3-D Printing Stocks Overvalued
We have been reluctant to follow the market's lead in valuing the 3-D printing sector. In our opinion, overly optimistic growth expectations that ignore dilutive business strategies underscore the market's current optimism. Our industry growth forecast hinges on accelerated adoption of printers, using the number of printers per design engineer as a key driver of adoption. Currently there are roughly 85 3-D printers per 3-D computer-aided design license, with roughly 40% of engineers using 3D CAD software. As more engineers shift from 2D CAD development to 3D CAD, printing in 3-D should be more accessible to a larger population. Our hesitance to recommend stocks in the sector rests with the market's overestimation of these firms' ability to execute in the future. For example, Stratasys is currently trading at 40 times its consensus 2014 earnings estimates. While this valuation requires a healthy growth expectation, the stock is even more expensive because consensus earnings are based on non-GAAP projections, which include what we consider ongoing operating items.

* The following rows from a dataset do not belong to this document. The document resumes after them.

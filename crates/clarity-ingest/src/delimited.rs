//! CSV uploads as a single headerless sheet.

use std::path::Path;

use clarity_model::{CellValue, DEFAULT_SHEET_NAME, RawSheet};

use crate::error::{IngestError, Result};

const UTF8_BOM: &[u8] = &[0xEF, 0xBB, 0xBF];

/// Strips a UTF-8 BOM and rejects UTF-16 input.
pub fn strip_bom<'a>(path: &Path, bytes: &'a [u8]) -> Result<&'a [u8]> {
    if let Some(rest) = bytes.strip_prefix(UTF8_BOM) {
        return Ok(rest);
    }
    match bytes.get(0..2) {
        Some([0xFF, 0xFE]) => Err(IngestError::UnsupportedEncoding {
            path: path.to_path_buf(),
            encoding: "UTF-16 LE",
        }),
        Some([0xFE, 0xFF]) => Err(IngestError::UnsupportedEncoding {
            path: path.to_path_buf(),
            encoding: "UTF-16 BE",
        }),
        _ => Ok(bytes),
    }
}

/// Parses CSV bytes into one sheet named `Sheet1`.
///
/// No row is treated as a header and rows keep their own lengths. Empty
/// fields become empty cells; everything else stays text.
pub fn parse_csv(path: &Path, bytes: &[u8]) -> Result<RawSheet> {
    let body = strip_bom(path, bytes)?;
    if body.iter().all(u8::is_ascii_whitespace) {
        return Err(IngestError::EmptyFile {
            path: path.to_path_buf(),
        });
    }

    let mut reader = csv::ReaderBuilder::new()
        .has_headers(false)
        .flexible(true)
        .from_reader(body);

    let mut rows = Vec::new();
    for record in reader.records() {
        let record = record.map_err(|source| IngestError::Csv {
            path: path.to_path_buf(),
            source,
        })?;
        rows.push(record.iter().map(CellValue::from).collect());
    }

    tracing::debug!(path = %path.display(), rows = rows.len(), "parsed CSV upload");
    Ok(RawSheet::new(DEFAULT_SHEET_NAME, rows))
}
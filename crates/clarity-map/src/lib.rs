//! Sheet classification and header mapping.
//!
//! [`classify`] picks the dataset type of a raw sheet by fingerprint;
//! [`locate_header`] finds its header row and resolves canonical columns.

#![deny(unsafe_code)]

pub mod classify;
pub mod error;
pub mod header;
pub mod options;

pub use classify::{ClassifiedSheet, classify, matches_fingerprint, sample_text};
pub use error::{MapError, Result};
pub use header::{HeaderKind, HeaderLayout, ResolvedColumn, locate_header};
pub use options::{
    CLASSIFIER_SAMPLE_ROWS, DEFAULT_SINGLE_ROW_THRESHOLD, DEFAULT_TWO_ROW_THRESHOLD,
    HEADER_SCAN_ROWS, HeaderThresholds, IngestOptions,
};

When including recurring expenditures for stock-based compensation and amortization expense for past acquisitions, we estimate that the consensus metric overstates the true earnings power of 3D Systems and Stratasys. Even though amortization expenses will generally disappear, firms that continuously acquire other businesses will have a persistent amortization expense. Because both Stratasys and 3D Systems have shown over the past couple of years that acquisitions are an integral part of the growth strategy, we think these items should remain in the normal earnings projection. New owners of the stock are effectively paying more than 85 times 2014 earnings and nearly 60 times projected 2014 free cash flow for Stratasys. We think the mispricing is driven largely by new equity investors not fully accounting for the amount of share dilution caused by the acquisition of Objet and MakerBot, while overestimating the cash flow benefit from these acquisitions.